Here it my revisited scheme for PWM analog controller on split strip-board 




















summary 

This controller feeds the analog railway system with PWM impulses, with fixed amplitude (12 - 14V) and variable width. This means that the output voltage goes from 0 to 12-14V and back to 0 with a 25 kHz frequency. 
Do NOT use it to drive digital locomotives, until you change the C1 capacitor with a 470nF one! This will lower the frequency of the PWM, so that the digital decoders will know for sure that they work on an analog railway sistem.

- overcurrent above 1a and short circuit protected, 

- it can be used wit reverse polarity kipp switch for change direction 

- also no heatsink is needed for BD651 and LM7809, and all capacitors are ceramic, all resistors with at least 0.4w wattage 



so my problem....
I have checked board for 7 time literary. All connections on board are like on scheme. 

Potentiometer doesn't working, stuck to 14v as input. No min or max. 

Readings are 14v on output. Led dont lit. Motor dead on 14 DC voltage 
No cold solder joints also. 
Output and input are not short connected. 
Positive input is on + rail (checked).
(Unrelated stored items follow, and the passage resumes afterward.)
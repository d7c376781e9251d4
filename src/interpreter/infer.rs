//! Type inference.
//!
//! One pass per file fills every expression's `inferred_type` and checks it
//! against annotations. Errors are collected rather than returned early;
//! a name whose type is already in error resolves to [`Lookup::Unknown`] so
//! its uses are not reported again.

use std::sync::Arc;

use super::aggregator::AggregatorKind;
use super::ast::{
    BinaryOp, ComponentDecl, Expr, ExprKind, InstanceDecl, MethodDecl, Stmt, StmtKind, SystemDecl,
    SystemItem, UnaryOp,
};
use super::scope::{FileEnv, Lookup, TypeScope, param_type};
use super::types::{ComponentRef, SimpleType, Type};
use super::value::Value;
use crate::outcomes::Metric;
use crate::runtime::error::EvalError;

/// Type-check every component and system declared in `env`.
///
/// Parameter defaults are inferred first so that method bodies and system
/// overrides can see unannotated parameter types.
pub fn check_file(env: &Arc<FileEnv>) -> Vec<EvalError> {
    let mut checker = Checker::default();
    let components: Vec<_> = env.local_components().cloned().collect();
    for component in &components {
        checker.component_signature(env, component);
    }
    for component in &components {
        for method in &component.methods {
            checker.method(env, component, method);
        }
    }
    let systems: Vec<_> = env.local_systems().cloned().collect();
    for system in &systems {
        checker.system(env, system);
    }
    if !checker.errors.is_empty() {
        tracing::debug!(file = env.name(), errors = checker.errors.len(), "type check failed");
    }
    checker.errors
}

/// Check a replacement value for `instance.param` in `system`.
///
/// `expr` sees the system's instances and lets, and must be assignable to
/// the parameter's declared (or default-inferred) type.
pub fn check_param_update(
    env: &Arc<FileEnv>,
    system: &SystemDecl,
    instance: &str,
    param: &str,
    expr: &Expr,
) -> Result<(), EvalError> {
    let mut checker = Checker::default();
    let mut scope = TypeScope::file(env);
    let mut expected = None;
    for item in &system.items {
        match item {
            SystemItem::Instance(decl) => {
                checker.instance(&mut scope, decl);
                if decl.name == instance {
                    expected = scope
                        .env()
                        .component(&decl.component)
                        .and_then(|(component, decl_env)| param_type(&decl_env, &component, param));
                }
            }
            SystemItem::Let { name, value, .. } => {
                let ty = checker.expr(&mut scope, value);
                scope.bind(name.clone(), ty);
            }
            SystemItem::Analyze(_) => {}
        }
    }
    // The system itself was checked at load.
    checker.errors.clear();
    checker.check_assignable(&mut scope, expr, expected.as_ref(), &format!("{instance}.{param}"));
    match checker.errors.into_iter().next() {
        Some(err) => Err(err),
        None => Ok(()),
    }
}

/// Where `return` statements deliver their value.
enum ReturnSlot {
    /// A method body with an optional declared return type.
    Method(Option<Type>),
    /// An expression block; returns give the block its type.
    Block(Vec<Type>),
}

#[derive(Default)]
struct Checker {
    errors: Vec<EvalError>,
    returns: Vec<ReturnSlot>,
}

fn typed(ty: Type) -> Lookup {
    Lookup::Typed(ty)
}
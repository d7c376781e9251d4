//! Stage 2: collapsing operator trees into joint states.

use std::cell::Cell;
use std::collections::HashMap;

use super::Pos;
use super::ast;
use super::ir::{OpNode, UnaryOp};
use super::state::{JointState, ReductionPolicy};
use super::value::Value;
use crate::outcomes::Outcomes;
use crate::runtime::EngineConfig;
use crate::runtime::analysis::metric_value;
use crate::runtime::error::{EvalError, EvalResult};
use crate::runtime::registry::NativeRegistry;

/// Relative mass below which a residual `distribute` weight is treated as
/// zero.
const RESIDUAL_EPSILON: f64 = 1e-12;

/// Longest rendering of a node used as an error subject.
const SUBJECT_WIDTH: usize = 80;

/// Evaluation context shared by both stages: engine settings, the native
/// registry snapshot and the method-call depth counter.
#[derive(Debug)]
pub struct Vm {
    natives: NativeRegistry,
    config: EngineConfig,
    policy: ReductionPolicy,
    depth: Cell<usize>,
}

impl Default for Vm {
    fn default() -> Self {
        Self::new(NativeRegistry::default(), EngineConfig::default())
    }
}

impl Vm {
    /// Create a context.
    pub fn new(natives: NativeRegistry, config: EngineConfig) -> Self {
        Self {
            natives,
            policy: config.reduction_policy(),
            config,
            depth: Cell::new(0),
        }
    }

    /// Native registry snapshot.
    pub fn natives(&self) -> &NativeRegistry {
        &self.natives
    }

    /// Engine settings.
    pub fn config(&self) -> &EngineConfig {
        &self.config
    }

    /// Reduction bounds.
    pub fn policy(&self) -> &ReductionPolicy {
        &self.policy
    }

    /// Collapse `node` in a fresh future scope.
    pub fn evaluate(&self, node: &OpNode) -> EvalResult<JointState> {
        TreeEvaluator::new(self).eval(node)
    }

    fn enter_call(&self, subject: &str) -> EvalResult<CallGuard<'_>> {
        let depth = self.depth.get();
        if depth >= self.config.max_call_depth {
            return Err(EvalError::evaluation(
                Pos::default(),
                subject,
                format!("call depth exceeded {}", self.config.max_call_depth),
            ));
        }
        self.depth.set(depth + 1);
        Ok(CallGuard(&self.depth))
    }
}

struct CallGuard<'a>(&'a Cell<usize>);

impl Drop for CallGuard<'_> {
    fn drop(&mut self) {
        self.0.set(self.0.get().saturating_sub(1));
    }
}

fn subject(node: &OpNode) -> String {
    let text = node.to_string();
    if text.chars().count() <= SUBJECT_WIDTH {
        text
    } else {
        let mut cut: String = text.chars().take(SUBJECT_WIDTH).collect();
        cut.push_str("...");
        cut
    }
}

fn fail(node: &OpNode, message: impl Into<String>) -> EvalError {
    EvalError::evaluation(Pos::default(), subject(node), message)
}

/// Walks one operator tree. Futures registered by `go` live for the walk.
pub struct TreeEvaluator<'a> {
    vm: &'a Vm,
    futures: HashMap<String, OpNode>,
}
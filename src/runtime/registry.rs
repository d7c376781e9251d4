//! Native component registry
//!
//! Provides a global catalog for registering native component factories
//! before any file is loaded. Each session clones an immutable snapshot of
//! the catalog so instantiation is deterministic for its lifetime.

use once_cell::sync::Lazy;
use parking_lot::RwLock;
use std::collections::HashMap;
use std::fmt;
use std::sync::Arc;

use super::native::{NativeComponent, Profile};

/// Factory producing a fresh native object for an instance name.
pub type NativeFactory = Arc<dyn Fn(&str) -> Box<dyn NativeComponent> + Send + Sync>;

/// Global catalog of native component types.
pub struct NativeCatalog {
    types: RwLock<HashMap<String, NativeFactory>>,
}

static CATALOG: Lazy<NativeCatalog> = Lazy::new(|| {
    let catalog = NativeCatalog::new();
    catalog.register_default::<Profile>(Profile::TYPE_NAME);
    catalog
});

impl NativeCatalog {
    fn new() -> Self {
        Self {
            types: RwLock::new(HashMap::new()),
        }
    }

    /// Access the global catalog singleton.
    pub fn global() -> &'static Self {
        &CATALOG
    }

    /// Register a native type with a factory function.
    pub fn register<F>(&self, type_name: &str, factory: F)
    where
        F: Fn(&str) -> Box<dyn NativeComponent> + Send + Sync + 'static,
    {
        self.types.write().insert(type_name.to_string(), Arc::new(factory));
    }

    /// Register a native type that implements `Default`.
    pub fn register_default<T>(&self, type_name: &str)
    where
        T: NativeComponent + Default + 'static,
    {
        self.register(type_name, |_instance| Box::new(T::default()));
    }

    /// Produce an immutable snapshot for a session.
    pub fn snapshot(&self) -> NativeRegistry {
        NativeRegistry {
            types: Arc::new(self.types.read().clone()),
        }
    }
}

/// Immutable view of the native catalog.
#[derive(Clone)]
pub struct NativeRegistry {
    types: Arc<HashMap<String, NativeFactory>>,
}

impl NativeRegistry {
    /// Registry with no native types.
    pub fn empty() -> Self {
        Self {
            types: Arc::new(HashMap::new()),
        }
    }

    /// Instantiate a native object of the given type.
    pub fn create(&self, type_name: &str, instance_name: &str) -> Option<Box<dyn NativeComponent>> {
        self.types.get(type_name).map(|factory| factory(instance_name))
    }

    /// Whether a type is registered.
    pub fn has_type(&self, type_name: &str) -> bool {
        self.types.contains_key(type_name)
    }

    /// Registered type names, sorted.
    pub fn type_names(&self) -> Vec<String> {
        let mut names: Vec<String> = self.types.keys().cloned().collect();
        names.sort();
        names
    }
}

impl Default for NativeRegistry {
    fn default() -> Self {
        NativeCatalog::global().snapshot()
    }
}

impl fmt::Debug for NativeRegistry {
    fn fmt(&self, f: &mut fmt::Formatter<'_>) -> fmt::Result {
        f.debug_struct("NativeRegistry")
            .field("types", &self.type_names())
            .finish()
    }
}

#[cfg(test)]
mod tests {
    use super::*;

    #[test]
    fn global_catalog_ships_profile() {
        let registry = NativeCatalog::global().snapshot();
        assert!(registry.has_type("Profile"));
        let object = registry.create("Profile", "p").expect("profile");
        assert_eq!(object.type_name(), "Profile");
    }

    #[test]
    fn snapshots_do_not_see_later_registrations() {
        let catalog = NativeCatalog::new();
        let before = catalog.snapshot();
        catalog.register_default::<Profile>("LateProfile");
        assert!(!before.has_type("LateProfile"));
        assert!(catalog.snapshot().has_type("LateProfile"));
    }
}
Negative input is on - rail 




5-6-7-8-9 cd4093 to ground . 4 and 10 free pins 


Q1: BD651 transistor 
Q2: BC547 
C1: 1nF capacitor 
C2: 0.33 microF capacitor 
C3: 0.1 microF capacitor 
D1 and D2: 1N4148 diodes 
D3: 1N4007 general usage diode 
R1: 2.2 KOhm resistor 
R2: 2.7 KOhm resistor 
R3: 0.68 Ohm resistor 
R4: 1 KOhm resistor 
P1: 100 KOhm potentiometer linear mono 

Maybe pot is wrong connected ?...i dunno...capacitors dont have polarity also. 


Can someone test this pls on test board...


----------



## tankist (Jun 11, 2009)

can't see images from work, will try to take a look later.

not much help, but just so you not feel alone. 
BTW, i would imagine dedicated electronics forum will be of much better help


----------



## PrinzEugen (Dec 9, 2010)

I must go to Geneva and CERN to solve this....


----------



## NIMT (Jan 6, 2011)

You must include the other side of the circuit board to solve this!
Your only showing half of the connections!


----------



## PrinzEugen (Dec 9, 2010)

Problem solved....


schematic is ok...pwm control fully operational


----------